スルメ、とはクロトが彼に勝手に付けた愛称だ。
少年の本名は、ヴァン・スルメルトゲーティア。
これまた長い姓の持ち主で、その中の文字の一部を取ってクロトはスルメと名付けた。
「副隊長はあれだ、最初はツンで終盤はデレだった」
「…すいません、何を言ってるか分からないんですが」
「俺には分かるゼ、萌だな副隊長!!」
「うるさい」
その瞬間。
1人の少女の声が三人を沈黙させた。
少女の声は氷のような冷たさを含むと同時に、刃物のような鋭さを持ち合わせている。
三人は恐る恐る、少女の声がした方に振り向く。
彼らの視線の先は、休憩所の端に向いていた。
其処には、金色の髪に紅い瞳を持つ柚葉 椛よりも少し小柄な少女が壁に凭れて座っている。
片手に小難しいタイトルの本を持った彼女は、
「メル」
「気安く名前を呼ばないで、寒気がするの」
「メル、流石にそれは酷ですよ!?」
「黙れ、ガキ」
「おいおい、スルメはお前の事を想って言ってるんだゼ?」
「喋るな。虫酸が走んのよ」
彼女の口から吐かれる毒のある言葉に、三人は口を閉ざした。
メル・ヴァートン、【荒廃せし失楽園】の中では最年少の魔術師だ。
魔術師としての才能、技術は申し分が無いが、内面は冷たく口を開けば毒舌な言葉ばかり。
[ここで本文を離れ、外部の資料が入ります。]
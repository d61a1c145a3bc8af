//! Ordered guard list with LIFO teardown.

use serde::{Deserialize, Serialize};
use std::fmt;
use tracing::debug;

use super::guard::ScopeGuard;
use crate::errors::TeardownFailure;

/// Outcome of tearing down a [`GuardStack`].
#[derive(Debug, Clone, Default, PartialEq, Eq, Serialize, Deserialize)]
pub struct TeardownReport {
    /// Labels of every guard fired, in firing order.
    pub released: Vec<String>,
    /// Guards whose action failed or panicked.
    pub failures: Vec<TeardownFailure>,
}

impl TeardownReport {
    /// Returns true if every release action completed.
    #[must_use]
    pub fn is_clean(&self) -> bool {
        self.failures.is_empty()
    }
}

/// Guards registered by successfully acquired stages.
///
/// Guards are appended in acquisition order and fired in reverse. Teardown
/// is total: a failing release never stops the remaining ones. Dropping a
/// stack that was not torn down explicitly tears it down.
#[derive(Default)]
pub struct GuardStack {
    guards: Vec<ScopeGuard>,
}

impl GuardStack {
    /// Creates an empty stack.
    #[must_use]
    pub fn new() -> Self {
        Self::default()
    }

    /// Registers a guard on top of the stack.
    pub fn push(&mut self, guard: ScopeGuard) {
        debug!(label = %guard.label(), depth = self.guards.len() + 1, "guard registered");
        self.guards.push(guard);
    }

    /// Returns the number of pending guards.
    #[must_use]
    pub fn len(&self) -> usize {
        self.guards.len()
    }

    /// Returns true if no guards are pending.
    #[must_use]
    pub fn is_empty(&self) -> bool {
        self.guards.is_empty()
    }

    /// Labels of the pending guards, in registration order.
    #[must_use]
    pub fn labels(&self) -> Vec<&str> {
        self.guards.iter().map(ScopeGuard::label).collect()
    }

    /// Fires every pending guard, last registered first.
    ///
    /// The stack is empty afterwards; calling this again is a no-op.
    pub fn teardown(&mut self) -> TeardownReport {
        let mut report = TeardownReport::default();

        while let Some(guard) = self.guards.pop() {
            let label = guard.label().to_string();
            if let Err(failure) = guard.fire() {
                report.failures.push(failure);
            }
            report.released.push(label);
        }

        report
    }
}

impl Drop for GuardStack {
    fn drop(&mut self) {
        // Vec drops front to back, so unwind by hand.
        self.teardown();
    }
}

impl fmt::Debug for GuardStack {
    fn fmt(&self, f: &mut fmt::Formatter<'_>) -> fmt::Result {
        f.debug_struct("GuardStack")
            .field("labels", &self.labels())
            .finish()
    }
}

#[cfg(test)]
mod tests {
    use super::*;
    use crate::errors::TeardownError;
    use parking_lot::Mutex;
    use pretty_assertions::assert_eq;
    use std::sync::Arc;

    fn recording(order: &Arc<Mutex<Vec<u32>>>, id: u32) -> ScopeGuard {
        let order = order.clone();
        ScopeGuard::infallible(format!("guard-{id}"), move || order.lock().push(id))
    }

    #[test]
    fn test_stack_creation() {
        let stack = GuardStack::new();
        assert!(stack.is_empty());
        assert_eq!(stack.len(), 0);
    }

    #[test]
    fn test_stack_lifo_order() {
        let order = Arc::new(Mutex::new(Vec::new()));
        let mut stack = GuardStack::new();
        stack.push(recording(&order, 1));
        stack.push(recording(&order, 2));
        stack.push(recording(&order, 3));
        assert_eq!(stack.labels(), vec!["guard-1", "guard-2", "guard-3"]);

        let report = stack.teardown();

        assert_eq!(*order.lock(), vec![3, 2, 1]);
        assert_eq!(report.released, vec!["guard-3", "guard-2", "guard-1"]);
        assert!(report.is_clean());
    }

    #[test]
    fn test_stack_clears_after_teardown() {
        let order = Arc::new(Mutex::new(Vec::new()));
        let mut stack = GuardStack::new();
        stack.push(recording(&order, 1));

        stack.teardown();
        assert!(stack.is_empty());

        let second = stack.teardown();
        assert!(second.released.is_empty());
        assert_eq!(*order.lock(), vec![1]);
    }

    #[test]
    fn test_drop_unwinds_in_reverse() {
        let order = Arc::new(Mutex::new(Vec::new()));
        {
            let mut stack = GuardStack::new();
            stack.push(recording(&order, 1));
            stack.push(recording(&order, 2));
        }
        assert_eq!(*order.lock(), vec![2, 1]);
    }

    #[test]
    fn test_teardown_continues_on_failure() {
        let order = Arc::new(Mutex::new(Vec::new()));
        let mut stack = GuardStack::new();
        stack.push(recording(&order, 1));
        stack.push(ScopeGuard::infallible("panics", || panic!("Intentional")));
        stack.push(ScopeGuard::new("errors", || Err(TeardownError::new("refused"))));
        stack.push(recording(&order, 4));

        let report = stack.teardown();

        assert_eq!(*order.lock(), vec![4, 1]);
        assert_eq!(report.released, vec!["guard-4", "errors", "panics", "guard-1"]);
        assert_eq!(report.failures.len(), 2);
        assert_eq!(report.failures[0].label, "errors");
        assert_eq!(report.failures[1].label, "panics");
    }
}
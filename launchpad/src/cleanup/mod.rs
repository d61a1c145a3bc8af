//! Scoped release guards and the ordered guard stack.
//!
//! This module provides:
//! - ScopeGuard for exactly-once release at scope exit
//! - GuardStack for LIFO teardown of acquired stages

mod guard;
mod stack;

pub use guard::{ReleaseAction, ScopeGuard};
pub use stack::{GuardStack, TeardownReport};
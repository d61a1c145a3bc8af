//! Report of one orchestrated run.

use chrono::{DateTime, Utc};
use serde::{Deserialize, Serialize};
use uuid::Uuid;

use crate::classify::Notification;
use crate::cleanup::TeardownReport;
use crate::core::{LifecycleState, RunResult};

/// Everything observable about a finished run.
#[derive(Debug, Clone, Serialize, Deserialize)]
pub struct RunReport {
    /// Unique id of the run.
    pub run_id: Uuid,
    /// When staging began.
    pub started_at: DateTime<Utc>,
    /// When teardown and notification were done.
    pub finished_at: DateTime<Utc>,
    /// Terminal result.
    pub result: RunResult,
    /// Process exit code.
    pub exit_code: i32,
    /// The notification composed for the result, whether or not it was shown.
    pub notification: Option<Notification>,
    /// Whether the notification was handed to the sink.
    pub notified: bool,
    /// Guards fired during teardown.
    pub teardown: TeardownReport,
    /// Lifecycle states visited, in order.
    pub states: Vec<LifecycleState>,
}

impl RunReport {
    /// The last lifecycle state reached.
    #[must_use]
    pub fn final_state(&self) -> LifecycleState {
        self.states.last().copied().unwrap_or_default()
    }

    /// Labels of released guards, in firing order.
    #[must_use]
    pub fn released(&self) -> &[String] {
        &self.teardown.released
    }

    /// Elapsed wall time in milliseconds.
    #[must_use]
    pub fn duration_ms(&self) -> i64 {
        (self.finished_at - self.started_at).num_milliseconds()
    }
}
ガラスのハートの三人では、到底、太刀打ち出来ない相手だ。
「読書の邪魔なの。黙るか消えるか、どっちか選んで」
「黙る」
「黙ります」
「黙るゼ」
そして訪れる沈黙。
クロトは沈黙の中、ひそひそ、とスルメと秋兎に話し掛けた。
「なぁ、今日の会議の内容を教えてくれ」
「俺は寝てて聞いて無かったゼ」
「…、スルメは?」
「スルメじゃ無いです。今日は組織の今後の方針についての集会を行いました」
「で、どうなった?」
「特に変わった事は無いです。【荒廃せし失楽園】は今後とも、テロ紛いの魔術師の討伐に専念、です」
この世界、すなわち【現実世界】にはテロリストのような行為を働く魔術師が存在する。
【現実世界】の魔術を使え無い人間を見下し、傲慢にも処刑という言葉の下、傷付ける。
現在、世界ではそんな事が行われているのだ。
そんな不条理な暴力が横行すれば、世界の平和のバランスは崩れ去るだろう。
それを守り、テロリスト紛いの魔術師を討伐する、それが【荒廃せし失楽園】の役目。
「悪の魔術師をやっつけて、世界の平和を守るって事だな」
「何か、テレビのヒーローみたいな感じですよね」
「燃えるし、萌えるゼ」
「…意味が分かりません」
「ま、とにかく変わった事は無しって訳ね」
「そういう事ですね」
「じゃあ、御仕事があるまで待機しますか」
そう言って、クロトはスルメが彼に渡そうとしていた珈琲が入ったコップを受け取った。
暖かい珈琲を喉に通し、【荒廃せし失楽園】のメンバーの1人としての日常が幕を開ける。